Por Valentín Varillas
Las fuentes mejor informadas al interior de Palacio Nacional coinciden en señalar al canciller Marcelo Ebrard como el principal opositor al reconocimiento presidencial a la victoria de Joe Biden en la elección estadounidense.
Periodistas como Raymundo Riva Palacio, publicaron en su momento el árido debate que se dio al interior del gabinete y la postura que miembros importantes del círculo íntimo de López Obrador tomaron en torno a este tema.
Al final, el presidente se decantó, como en otras coyunturas, por hacerle caso a Marcelo, no solo por tratarse del encargado de las relaciones exteriores de su gobierno, sino porque en los hechos, se trata del auténtico hombre orquesta del gobierno federal.
El que igual atiende cuestiones de seguridad pública, el que asiste a misiones comerciales en el extranjero, el que coordina la importación y distribución de equipo médico para atender la pandemia y muchas actividades más que no necesariamente corresponden de manera estricta al ámbito de su cargo en la administración pública federal.
En términos de opinión pública y publicada, se dio una abrumadora mayoría que aseguraba que Ebrard se equivocó y que el presidente también erró al seguir la estrategia sugerida por su secretario consentido.
Las reacciones a la negativa de reconocer un triunfo inobjetable del candidato republicano fueron demoledoras en términos de imagen internacional.

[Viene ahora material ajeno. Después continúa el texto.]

use serde_json::Value;

use crate::api::{id_params, RecordId, KNOWLEDGE};
use crate::error::ConsoleResult;
use crate::http::{ApiClient, Blob, Upload};

use super::{logged, ResourceStore};

pub struct KnowledgeStore {
    pub records: ResourceStore,
    all: Vec<Value>,
}

impl KnowledgeStore {
    pub fn new(client: ApiClient) -> Self {
        Self {
            records: ResourceStore::new(client, KNOWLEDGE),
            all: Vec::new(),
        }
    }

    pub fn all(&self) -> &[Value] {
        &self.all
    }

    pub async fn fetch_all(&mut self) -> ConsoleResult<Vec<Value>> {
        let all = logged(self.records.label(), "fetch all", self.records.api().all().await)?;
        self.all = all.clone();
        Ok(all)
    }

    /// Several entries in one call, e.g. for the knowledge picker
    pub async fn fetch_batch(&self, ids: &[RecordId]) -> ConsoleResult<Vec<Value>> {
        let api = self.records.api();
        let result = api.client().get_with(&api.path("/batch"), &id_params(Some(ids))).await;
        logged(self.records.label(), "fetch batch", result)
    }

    pub async fn export(&self, ids: Option<&[RecordId]>) -> ConsoleResult<Blob> {
        logged(self.records.label(), "export", self.records.api().export(&id_params(ids)).await)
    }

    pub async fn download_template(&self) -> ConsoleResult<Blob> {
        logged(self.records.label(), "download template", self.records.api().template().await)
    }

    pub async fn import(&self, upload: Upload) -> ConsoleResult<Value> {
        logged(self.records.label(), "import", self.records.api().import(upload).await)
    }
}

López Obrador fue puesto en la misma canasta que otros líderes que al igual que él, apelando a una falsa prudencia, aseguran que esperarán mejores tiempos para reconocer a Biden como próximo presidente.
Fue mucho peor, cuando justificó su actuar en términos de la retórica del fraude electoral, el eje discursivo central de su diatriba pública.
Hacer una analogía entre lo que se vivió en México en aquella elección del 2006, con lo vivido en los Estados Unidos, refleja un desconocimiento absoluto de las importantes diferencias que existen en las reglas del juego electoral entre ambos países.
Si ya la situación lucía complicada para el gobierno federal, a Marcelo se le vino la noche después de que se hicieron públicas las declaraciones de Ben Rhodes, considerado como uno de los asesores “clave” de la campaña del demócrata, quien lo acusó de haber sido el responsable de operar una parte del voto de mexicanos que viven en ese país a favor de Trump.
Cierto o no, el tema es demoledor.
Se trataría de una abierta intromisión del gobierno mexicano en un proceso electoral de un país extranjero, que además es el principal socio comercial del nuestro y con el que compartimos más de 3 mil kilómetros de frontera.
Si el hoy virtual presidente electo comparte la opinión de su asesor, el próximo gobierno norteamericano llegaría con una abierta animadversión a un personaje clave en el equipo de López Obrador.
Sin embargo, hoy ha quedado claro que Ebrard siempre tuvo un motivo muy poderoso para actuar de esta manera.
Había que conseguir la exoneración del general Cienfuegos y regresarlo al país a como diera lugar.
La única forma de resarcir en algo lo que en la óptica castrense siempre se interpretó como una afrenta y una intromisión a su vida interna.
El canciller fue institucional a su presidente, como debe de ser.
Siguió con eficiencia los pasos a seguir en aras de conseguir su objetivo.
En esta coyuntura en específico, no importaba otra cosa.
Con la virtual derrota de Trump había que aprovechar las buenas relaciones o de otra forma jamás se hubiera conseguido nada.
Ahora, habrá que pagar la factura.
Si bien hay temas de la relación bilateral que van mucho más allá de las personas que desempeñen cargos públicos de coyuntura, con Biden en la Casa Blanca pueden existir presiones importantes desde el otro lado de la frontera que podrían afectar el futuro inmediato del hoy canciller.
Estas podrían ir, desde un relevo en la Secretaría de Relaciones Exteriores, hasta una intentona de veto para competir en la presidencial del 2024.